2. Pemantauan jaringan pencahayaan:Saat mengukur isolasi jaringan penerangan ke tanah, sakelar pergantian dialihkan dari posisi nol ke posisi 220V, dan arus DC dari ujung positif perangkat tambahan mengalir melalui sakelar pergantian ke jaringan penerangan 220V, kemudian melalui resistansi isolasi jaringan penerangan ke tanah ke kepala pengukur meteran, dan akhirnya mengalir kembali ke ujung negatif perangkat tambahan.
3. Penilaian hasil:Pengukuran isolasi jaringan listrik ke arde sama dengan jaringan penerangan. Semakin rendah resistansi isolasi jaringan listrik ke arde, semakin besar defleksi penunjuk meteran, ketika fase terhubung ke arde, defleksi penunjuk meteran adalah yang terbesar, yang menunjukkan bahwa nilai resistansi isolasi adalah nol.
(ii) Persyaratan kode masyarakat klasifikasi
Untuk kapal yang baru dibangun, lembaga klasifikasi mensyaratkan bahwa sistem distribusi berinsulasi untuk listrik, pemanas dan penerangan, baik jaringan distribusi primer maupun sekunder, harus dilengkapi dengan alat pemantau kontinu untuk memantau resistensi insulasi sehubungan dengan lambung kapal dan memberikan sinyal akustik dan visual jika terjadi resistensi insulasi yang tidak normal.Segera setelah resistansi isolasi pada lambung kapal turun di bawah 100 Ω per volt tegangan suplai, perangkat alarm harus dipicu.

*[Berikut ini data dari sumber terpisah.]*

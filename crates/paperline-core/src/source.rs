//! Résumé data source with a local cache.
//!
//! The document comes from a URL or a file. A successful load is cached as
//! `{ "data": ..., "timestamp": <unix ms> }` in the cache directory so later
//! runs can skip the network. When every source fails, the configured
//! fallback file and then [`ResumeDocument::fallback`] are used.

use std::fmt;
use std::fs;
use std::path::{Path, PathBuf};

use anyhow::{Context, Result, bail};
use serde::{Deserialize, Serialize};
use tracing::{debug, info, warn};

use crate::config::DataConfig;
use crate::document::ResumeDocument;

/// Order in which the cache and the source are consulted.
#[derive(Debug, Clone, Copy, PartialEq, Eq, Default, Serialize, Deserialize)]
#[serde(rename_all = "kebab-case")]
pub enum CacheStrategy {
    /// Fresh cache, then source, then fallbacks.
    #[default]
    CacheFirst,
    /// Source, then cache, then fallbacks.
    NetworkFirst,
    /// Cache or error.
    CacheOnly,
    /// Source or error.
    NetworkOnly,
}

impl fmt::Display for CacheStrategy {
    fn fmt(&self, f: &mut fmt::Formatter<'_>) -> fmt::Result {
        f.write_str(match self {
            CacheStrategy::CacheFirst => "cache-first",
            CacheStrategy::NetworkFirst => "network-first",
            CacheStrategy::CacheOnly => "cache-only",
            CacheStrategy::NetworkOnly => "network-only",
        })
    }
}

#[derive(Debug, Serialize, Deserialize)]
struct CacheEntry {
    data: ResumeDocument,
    timestamp: i64,
}

/// Loads the résumé document according to a [`DataConfig`].
#[derive(Debug, Clone)]
pub struct DataFetcher {
    config: DataConfig,
    cache_dir: PathBuf,
    http: reqwest::Client,
}

impl DataFetcher {
    pub fn new(config: DataConfig, cache_dir: impl Into<PathBuf>) -> Self {
        Self {
            config,
            cache_dir: cache_dir.into(),
            http: reqwest::Client::new(),
        }
    }

    /// Path of the cache entry for the configured key.
    pub fn cache_path(&self) -> PathBuf {
        self.cache_dir.join(format!("{}.json", self.config.cache_key))
    }

    /// Loads the document using the configured strategy.
    ///
    /// `force_refresh` skips the initial cache read for `cache-first` and
    /// the cache fallback for `network-first`. Only the `*-only`
    /// strategies can fail; the others end at the built-in document.
    pub async fn load(&self, force_refresh: bool) -> Result<ResumeDocument> {
        let strategy = self.config.strategy;
        debug!(%strategy, force_refresh, source = %self.config.source, "Loading résumé data");

        match strategy {
            CacheStrategy::CacheOnly => self
                .load_from_cache()
                .with_context(|| format!("No usable cache entry at {}", self.cache_path().display())),
            CacheStrategy::NetworkOnly => {
                let doc = self.load_from_network().await?;
                self.store(&doc);
                Ok(doc)
            }
            CacheStrategy::CacheFirst => {
                if !force_refresh && let Some(doc) = self.load_from_cache() {
                    return Ok(doc);
                }
                match self.load_from_network().await {
                    Ok(doc) => {
                        self.store(&doc);
                        Ok(doc)
                    }
                    Err(e) => {
                        warn!("Failed to load résumé data: {e:#}");
                        Ok(self.last_resort())
                    }
                }
            }
            CacheStrategy::NetworkFirst => match self.load_from_network().await {
                Ok(doc) => {
                    self.store(&doc);
                    Ok(doc)
                }
                Err(e) => {
                    warn!("Failed to load résumé data: {e:#}");
                    if !force_refresh && let Some(doc) = self.load_from_cache() {
                        return Ok(doc);
                    }
                    Ok(self.last_resort())
                }
            },
        }
    }

    /// Fetches the document from the configured source.
    ///
    /// `http://` and `https://` sources are requested; anything else is
    /// read as a file path.
    pub async fn load_from_network(&self) -> Result<ResumeDocument> {
        let source = self.config.source.as_str();
        let body = if is_url(source) {
            self.fetch(source).await?
        } else {
            fs::read_to_string(source).with_context(|| format!("Failed to read {source}"))?
        };

        ResumeDocument::from_json(&body).with_context(|| format!("Invalid résumé data from {source}"))
    }

    async fn fetch(&self, url: &str) -> Result<String> {
        let response = self
            .http
            .get(url)
            .header("accept", "application/json")
            .send()
            .await
            .with_context(|| format!("Request to {url} failed"))?;

        let status = response.status();
        if !status.is_success() {
            bail!("HTTP {} from {url}", status.as_u16());
        }

        response
            .text()
            .await
            .with_context(|| format!("Failed to read response from {url}"))
    }

    /// Returns the cached document if present, valid and not expired.
    ///
    /// Expired or unreadable entries are removed.
    pub fn load_from_cache(&self) -> Option<ResumeDocument> {
        let path = self.cache_path();
        let contents = fs::read_to_string(&path).ok()?;

        let entry = match serde_json::from_str::<CacheEntry>(&contents) {
            Ok(entry) => entry,
            Err(e) => {
                warn!(path = %path.display(), "Discarding unreadable cache entry: {e}");
                remove_quietly(&path);
                return None;
            }
        };

        let age_ms = chrono::Utc::now().timestamp_millis() - entry.timestamp;
        let ttl_ms = i64::try_from(self.config.cache_ttl().as_millis()).unwrap_or(i64::MAX);
        if age_ms > ttl_ms {
            debug!(age_ms, ttl_ms, "Cache entry expired");
            remove_quietly(&path);
            return None;
        }

        if let Err(e) = entry.data.validate() {
            warn!("Discarding invalid cache entry: {e}");
            remove_quietly(&path);
            return None;
        }

        debug!(path = %path.display(), "Using cached résumé data");
        Some(entry.data)
    }

    /// Writes `doc` to the cache with the current timestamp.
    pub fn save_to_cache(&self, doc: &ResumeDocument) -> Result<()> {
        fs::create_dir_all(&self.cache_dir).with_context(|| {
            format!("Failed to create directory {}", self.cache_dir.display())
        })?;

        let entry = CacheEntry {
            data: doc.clone(),
            timestamp: chrono::Utc::now().timestamp_millis(),
        };
        let json = serde_json::to_string(&entry).context("Failed to serialize cache entry")?;

        let path = self.cache_path();
        fs::write(&path, json).with_context(|| format!("Failed to write {}", path.display()))
    }

    /// Reads the configured fallback file, if any.
    pub fn load_local_fallback(&self) -> Option<ResumeDocument> {
        let path = self.config.fallback.as_deref()?;
        match read_document(path) {
            Ok(doc) => {
                info!(path = %path.display(), "Using local fallback data");
                Some(doc)
            }
            Err(e) => {
                warn!("Failed to load local fallback: {e:#}");
                None
            }
        }
    }

    /// Removes the cache entry. Returns whether one existed.
    pub fn clear_cache(&self) -> Result<bool> {
        let path = self.cache_path();
        match fs::remove_file(&path) {
            Ok(()) => Ok(true),
            Err(e) if e.kind() == std::io::ErrorKind::NotFound => Ok(false),
            Err(e) => Err(e).with_context(|| format!("Failed to remove {}", path.display())),
        }
    }

    fn store(&self, doc: &ResumeDocument) {
        if let Err(e) = self.save_to_cache(doc) {
            warn!("Failed to cache résumé data: {e:#}");
        }
    }

    fn last_resort(&self) -> ResumeDocument {
        self.load_local_fallback().unwrap_or_else(|| {
            info!("Using built-in résumé data");
            ResumeDocument::fallback()
        })
    }
}

fn is_url(source: &str) -> bool {
    source.starts_with("http://") || source.starts_with("https://")
}

fn read_document(path: &Path) -> Result<ResumeDocument> {
    let body =
        fs::read_to_string(path).with_context(|| format!("Failed to read {}", path.display()))?;
    ResumeDocument::from_json(&body).with_context(|| format!("Invalid résumé data in {}", path.display()))
}

fn remove_quietly(path: &Path) {
    if let Err(e) = fs::remove_file(path) {
        debug!(path = %path.display(), "Failed to remove cache entry: {e}");
    }
}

IV. Praktik pencarian gangguan jaringan penerangan ke tanah
Gangguan jaringan listrik kapal sebagian besar terjadi di jaringan penerangan, ketika petugas jaga melalui megohmmeter papan distribusi menemukan bahwa resistansi insulasi rendah, harus tepat waktu untuk mengetahui titik gangguan tanah, pemecahan masalah potensi masalah, jika perlu, Anda dapat menggunakan metode mempartisi pemadaman listrik untuk memeriksa, dinilai satu per satu untuk pergi ke pemeriksaan, sampai Anda menemukan titik kegagalan.